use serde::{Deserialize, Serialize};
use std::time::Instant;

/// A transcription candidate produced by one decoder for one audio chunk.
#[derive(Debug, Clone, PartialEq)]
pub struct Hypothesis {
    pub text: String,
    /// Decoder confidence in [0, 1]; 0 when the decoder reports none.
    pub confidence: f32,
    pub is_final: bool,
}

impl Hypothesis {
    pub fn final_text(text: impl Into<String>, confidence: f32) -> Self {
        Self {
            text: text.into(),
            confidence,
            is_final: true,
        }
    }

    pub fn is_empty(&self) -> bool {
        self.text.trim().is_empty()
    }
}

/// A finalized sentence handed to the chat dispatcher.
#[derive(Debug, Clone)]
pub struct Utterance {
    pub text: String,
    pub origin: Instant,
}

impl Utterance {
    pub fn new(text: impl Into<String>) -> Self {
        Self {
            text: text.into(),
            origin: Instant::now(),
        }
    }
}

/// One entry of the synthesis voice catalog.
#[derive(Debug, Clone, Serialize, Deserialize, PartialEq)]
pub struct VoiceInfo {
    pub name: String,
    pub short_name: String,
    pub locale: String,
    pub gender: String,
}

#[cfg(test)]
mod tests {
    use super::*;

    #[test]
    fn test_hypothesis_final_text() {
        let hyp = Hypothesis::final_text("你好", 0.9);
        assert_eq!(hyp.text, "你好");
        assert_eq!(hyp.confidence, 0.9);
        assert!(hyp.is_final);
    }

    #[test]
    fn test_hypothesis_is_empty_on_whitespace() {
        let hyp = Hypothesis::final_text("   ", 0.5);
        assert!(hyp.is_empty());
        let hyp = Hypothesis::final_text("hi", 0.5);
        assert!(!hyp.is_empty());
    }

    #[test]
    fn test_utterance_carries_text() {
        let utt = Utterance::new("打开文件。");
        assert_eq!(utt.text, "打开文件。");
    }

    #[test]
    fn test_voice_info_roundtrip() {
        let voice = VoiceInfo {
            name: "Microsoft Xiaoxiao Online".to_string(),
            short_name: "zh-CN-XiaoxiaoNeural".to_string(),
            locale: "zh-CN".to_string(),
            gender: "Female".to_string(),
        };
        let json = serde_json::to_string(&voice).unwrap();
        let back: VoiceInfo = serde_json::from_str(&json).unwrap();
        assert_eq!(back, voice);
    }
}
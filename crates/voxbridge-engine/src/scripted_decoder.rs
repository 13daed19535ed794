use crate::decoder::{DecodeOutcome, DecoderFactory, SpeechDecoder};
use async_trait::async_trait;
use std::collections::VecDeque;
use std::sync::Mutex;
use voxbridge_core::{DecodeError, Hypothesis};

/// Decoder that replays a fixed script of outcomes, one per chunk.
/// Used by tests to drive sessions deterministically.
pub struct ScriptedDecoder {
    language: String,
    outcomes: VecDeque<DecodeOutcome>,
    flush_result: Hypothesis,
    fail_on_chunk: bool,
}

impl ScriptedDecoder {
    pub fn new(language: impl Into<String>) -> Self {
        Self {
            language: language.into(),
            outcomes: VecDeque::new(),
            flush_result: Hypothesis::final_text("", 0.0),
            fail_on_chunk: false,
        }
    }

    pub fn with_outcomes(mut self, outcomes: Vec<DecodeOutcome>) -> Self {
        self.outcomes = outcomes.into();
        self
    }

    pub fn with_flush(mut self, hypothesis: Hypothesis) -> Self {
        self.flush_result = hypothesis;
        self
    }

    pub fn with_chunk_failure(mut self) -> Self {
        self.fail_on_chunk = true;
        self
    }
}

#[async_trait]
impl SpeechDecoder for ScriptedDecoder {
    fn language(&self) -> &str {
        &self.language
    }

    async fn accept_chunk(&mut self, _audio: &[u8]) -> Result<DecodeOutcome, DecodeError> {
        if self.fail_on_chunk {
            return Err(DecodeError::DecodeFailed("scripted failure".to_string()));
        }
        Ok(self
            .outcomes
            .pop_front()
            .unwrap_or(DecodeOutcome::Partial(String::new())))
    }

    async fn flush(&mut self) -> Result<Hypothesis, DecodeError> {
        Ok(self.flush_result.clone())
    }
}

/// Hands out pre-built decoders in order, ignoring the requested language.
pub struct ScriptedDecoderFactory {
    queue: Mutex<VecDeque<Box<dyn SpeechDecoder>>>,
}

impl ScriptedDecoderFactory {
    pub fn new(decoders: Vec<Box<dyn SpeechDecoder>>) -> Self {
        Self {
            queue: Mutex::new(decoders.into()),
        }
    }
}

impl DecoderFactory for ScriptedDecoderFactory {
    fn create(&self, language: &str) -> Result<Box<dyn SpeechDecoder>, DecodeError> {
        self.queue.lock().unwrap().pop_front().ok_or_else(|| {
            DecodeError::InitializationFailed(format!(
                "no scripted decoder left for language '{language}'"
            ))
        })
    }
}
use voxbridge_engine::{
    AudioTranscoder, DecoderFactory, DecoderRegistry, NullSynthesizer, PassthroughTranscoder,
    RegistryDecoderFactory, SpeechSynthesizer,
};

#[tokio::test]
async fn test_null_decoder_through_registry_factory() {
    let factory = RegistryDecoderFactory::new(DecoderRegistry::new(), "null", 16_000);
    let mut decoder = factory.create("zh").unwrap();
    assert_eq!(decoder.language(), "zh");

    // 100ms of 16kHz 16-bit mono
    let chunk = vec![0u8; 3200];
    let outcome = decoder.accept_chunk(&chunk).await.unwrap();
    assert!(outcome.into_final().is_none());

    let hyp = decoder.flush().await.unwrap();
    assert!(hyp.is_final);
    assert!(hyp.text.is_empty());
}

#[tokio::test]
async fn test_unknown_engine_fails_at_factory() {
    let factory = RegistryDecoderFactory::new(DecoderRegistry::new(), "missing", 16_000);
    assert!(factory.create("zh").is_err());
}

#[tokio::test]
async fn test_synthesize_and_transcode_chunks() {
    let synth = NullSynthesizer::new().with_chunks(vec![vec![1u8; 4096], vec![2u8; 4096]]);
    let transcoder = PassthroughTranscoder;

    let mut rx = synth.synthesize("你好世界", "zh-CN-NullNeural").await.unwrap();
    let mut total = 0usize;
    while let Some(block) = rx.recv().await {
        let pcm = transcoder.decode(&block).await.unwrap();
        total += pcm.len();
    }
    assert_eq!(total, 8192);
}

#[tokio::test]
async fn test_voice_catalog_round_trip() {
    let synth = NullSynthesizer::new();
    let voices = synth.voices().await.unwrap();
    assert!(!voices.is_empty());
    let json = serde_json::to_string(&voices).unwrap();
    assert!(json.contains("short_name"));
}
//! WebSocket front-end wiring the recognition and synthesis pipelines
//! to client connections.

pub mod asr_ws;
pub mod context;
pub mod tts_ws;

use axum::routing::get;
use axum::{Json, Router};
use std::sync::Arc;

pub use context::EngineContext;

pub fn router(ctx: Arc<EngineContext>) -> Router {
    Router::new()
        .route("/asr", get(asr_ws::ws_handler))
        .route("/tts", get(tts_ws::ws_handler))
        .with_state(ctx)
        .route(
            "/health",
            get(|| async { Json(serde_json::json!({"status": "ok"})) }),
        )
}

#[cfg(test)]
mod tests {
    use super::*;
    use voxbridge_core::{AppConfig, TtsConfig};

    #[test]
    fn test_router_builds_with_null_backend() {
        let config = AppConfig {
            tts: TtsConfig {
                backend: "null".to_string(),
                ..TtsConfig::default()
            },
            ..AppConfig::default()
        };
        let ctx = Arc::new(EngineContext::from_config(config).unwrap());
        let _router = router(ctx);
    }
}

__________

▶ Exercise instructions
A complete and exact repetition of the entries is required.

▶ Answer box
use serde::{Deserialize, Serialize};
use std::time::Instant;

/// A transcription candidate produced by one decoder for one audio chunk.
#[derive(Debug, Clone, PartialEq)]
pub struct Hypothesis {
    pub text: String,
    /// Decoder confidence in [0, 1]; 0 when the decoder reports none.
    pub confidence: f32,
    pub is_final: bool,
}

impl Hypothesis {
    pub fn final_text(text: impl Into<String>, confidence: f32) -> Self {
        Self {
            text: text.into(),
            confidence,
            is_final: true,
        }
    }

    pub fn is_empty(&self) -> bool {
        self.text.trim().is_empty()
    }
}

/// A finalized sentence handed to the chat dispatcher.
#[derive(Debug, Clone)]
pub struct Utterance {
    pub text: String,
    pub origin: Instant,
}

impl Utterance {
    pub fn new(text: impl Into<String>) -> Self {
        Self {
            text: text.into(),
            origin: Instant::now(),
        }
    }
}

/// One entry of the synthesis voice catalog.
#[derive(Debug, Clone, Serialize, Deserialize, PartialEq)]
pub struct VoiceInfo {
    pub name: String,
    pub short_name: String,
    pub locale: String,
    pub gender: String,
}

#[cfg(test)]
mod tests {
    use super::*;

    #[test]
    fn test_hypothesis_final_text() {
        let hyp = Hypothesis::final_text("你好", 0.9);
        assert_eq!(hyp.text, "你好");
        assert_eq!(hyp.confidence, 0.9);
        assert!(hyp.is_final);
    }

    #[test]
    fn test_hypothesis_is_empty_on_whitespace() {
        let hyp = Hypothesis::final_text("   ", 0.5);
        assert!(hyp.is_empty());
        let hyp = Hypothesis::final_text("hi", 0.5);
        assert!(!hyp.is_empty());
    }

    #[test]
    fn test_utterance_carries_text() {
        let utt = Utterance::new("打开文件。");
        assert_eq!(utt.text, "打开文件。");
    }

    #[test]
    fn test_voice_info_roundtrip() {
        let voice = VoiceInfo {
            name: "Microsoft Xiaoxiao Online".to_string(),
            short_name: "zh-CN-XiaoxiaoNeural".to_string(),
            locale: "zh-CN".to_string(),
            gender: "Female".to_string(),
        };
        let json = serde_json::to_string(&voice).unwrap();
        let back: VoiceInfo = serde_json::from_str(&json).unwrap();
        assert_eq!(back, voice);
    }
}
filename crates/voxbridge-engine/src/scripted_decoder.rs
repository 13daed19535ed794
use crate::decoder::{DecodeOutcome, DecoderFactory, SpeechDecoder};
use async_trait::async_trait;
use std::collections::VecDeque;
use std::sync::Mutex;
use voxbridge_core::{DecodeError, Hypothesis};

/// Decoder that replays a fixed script of outcomes, one per chunk.
/// Used by tests to drive sessions deterministically.
pub struct ScriptedDecoder {
    language: String,
    outcomes: VecDeque<DecodeOutcome>,
    flush_result: Hypothesis,
    fail_on_chunk: bool,
}

impl ScriptedDecoder {
    pub fn new(language: impl Into<String>) -> Self {
        Self {
            language: language.into(),
            outcomes: VecDeque::new(),
            flush_result: Hypothesis::final_text("", 0.0),
            fail_on_chunk: false,
        }
    }

    pub fn with_outcomes(mut self, outcomes: Vec<DecodeOutcome>) -> Self {
        self.outcomes = outcomes.into();
        self
    }

    pub fn with_flush(mut self, hypothesis: Hypothesis) -> Self {
        self.flush_result = hypothesis;
        self
    }

    pub fn with_chunk_failure(mut self) -> Self {
        self.fail_on_chunk = true;
        self
    }
}

#[async_trait]
impl SpeechDecoder for ScriptedDecoder {
    fn language(&self) -> &str {
        &self.language
    }

    async fn accept_chunk(&mut self, _audio: &[u8]) -> Result<DecodeOutcome, DecodeError> {
        if self.fail_on_chunk {
            return Err(DecodeError::DecodeFailed("scripted failure".to_string()));
        }
        Ok(self
            .outcomes
            .pop_front()
            .unwrap_or(DecodeOutcome::Partial(String::new())))
    }

    async fn flush(&mut self) -> Result<Hypothesis, DecodeError> {
        Ok(self.flush_result.clone())
    }
}

/// Hands out pre-built decoders in order, ignoring the requested language.
pub struct ScriptedDecoderFactory {
    queue: Mutex<VecDeque<Box<dyn SpeechDecoder>>>,
}

impl ScriptedDecoderFactory {
    pub fn new(decoders: Vec<Box<dyn SpeechDecoder>>) -> Self {
        Self {
            queue: Mutex::new(decoders.into()),
        }
    }
}

impl DecoderFactory for ScriptedDecoderFactory {
    fn create(&self, language: &str) -> Result<Box<dyn SpeechDecoder>, DecodeError> {
        self.queue.lock().unwrap().pop_front().ok_or_else(|| {
            DecodeError::InitializationFailed(format!(
                "no scripted decoder left for language '{language}'"
            ))
        })
    }
}
use voxbridge_engine::{
    AudioTranscoder, DecoderFactory, DecoderRegistry, NullSynthesizer, PassthroughTranscoder,
    RegistryDecoderFactory, SpeechSynthesizer,
};

#[tokio::test]
async fn test_null_decoder_through_registry_factory() {
    let factory = RegistryDecoderFactory::new(DecoderRegistry::new(), "null", 16_000);
    let mut decoder = factory.create("zh").unwrap();
    assert_eq!(decoder.language(), "zh");

    // 100ms of 16kHz 16-bit mono
    let chunk = vec![0u8; 3200];
    let outcome = decoder.accept_chunk(&chunk).await.unwrap();
    assert!(outcome.into_final().is_none());

    let hyp = decoder.flush().await.unwrap();
    assert!(hyp.is_final);
    assert!(hyp.text.is_empty());
}

#[tokio::test]
async fn test_unknown_engine_fails_at_factory() {
    let factory = RegistryDecoderFactory::new(DecoderRegistry::new(), "missing", 16_000);
    assert!(factory.create("zh").is_err());
}

#[tokio::test]
async fn test_synthesize_and_transcode_chunks() {
    let synth = NullSynthesizer::new().with_chunks(vec![vec![1u8; 4096], vec![2u8; 4096]]);
    let transcoder = PassthroughTranscoder;

    let mut rx = synth.synthesize("你好世界", "zh-CN-NullNeural").await.unwrap();
    let mut total = 0usize;
    while let Some(block) = rx.recv().await {
        let pcm = transcoder.decode(&block).await.unwrap();
        total += pcm.len();
    }
    assert_eq!(total, 8192);
}

#[tokio::test]
async fn test_voice_catalog_round_trip() {
    let synth = NullSynthesizer::new();
    let voices = synth.voices().await.unwrap();
    assert!(!voices.is_empty());
    let json = serde_json::to_string(&voices).unwrap();
    assert!(json.contains("short_name"));
}
//! WebSocket front-end wiring the recognition and synthesis pipelines
//! to client connections.

pub mod asr_ws;
pub mod context;
pub mod tts_ws;

use axum::routing::get;
use axum::{Json, Router};
use std::sync::Arc;

pub use context::EngineContext;

pub fn router(ctx: Arc<EngineContext>) -> Router {
    Router::new()
        .route("/asr", get(asr_ws::ws_handler))
        .route("/tts", get(tts_ws::ws_handler))
        .with_state(ctx)
        .route(
            "/health",
            get(|| async { Json(serde_json::json!({"status": "ok"})) }),
        )
}

#[cfg(test)]
mod tests {
    use super::*;
    use voxbridge_core::{AppConfig, TtsConfig};

    #[test]
    fn test_router_builds_with_null_backend() {
        let config = AppConfig {
            tts: TtsConfig {
                backend: "null".to_string(),
                ..TtsConfig::default()
            },
            ..AppConfig::default()
        };
        let ctx = Arc::new(EngineContext::from_config(config).unwrap());
        let _router = router(ctx);
    }
}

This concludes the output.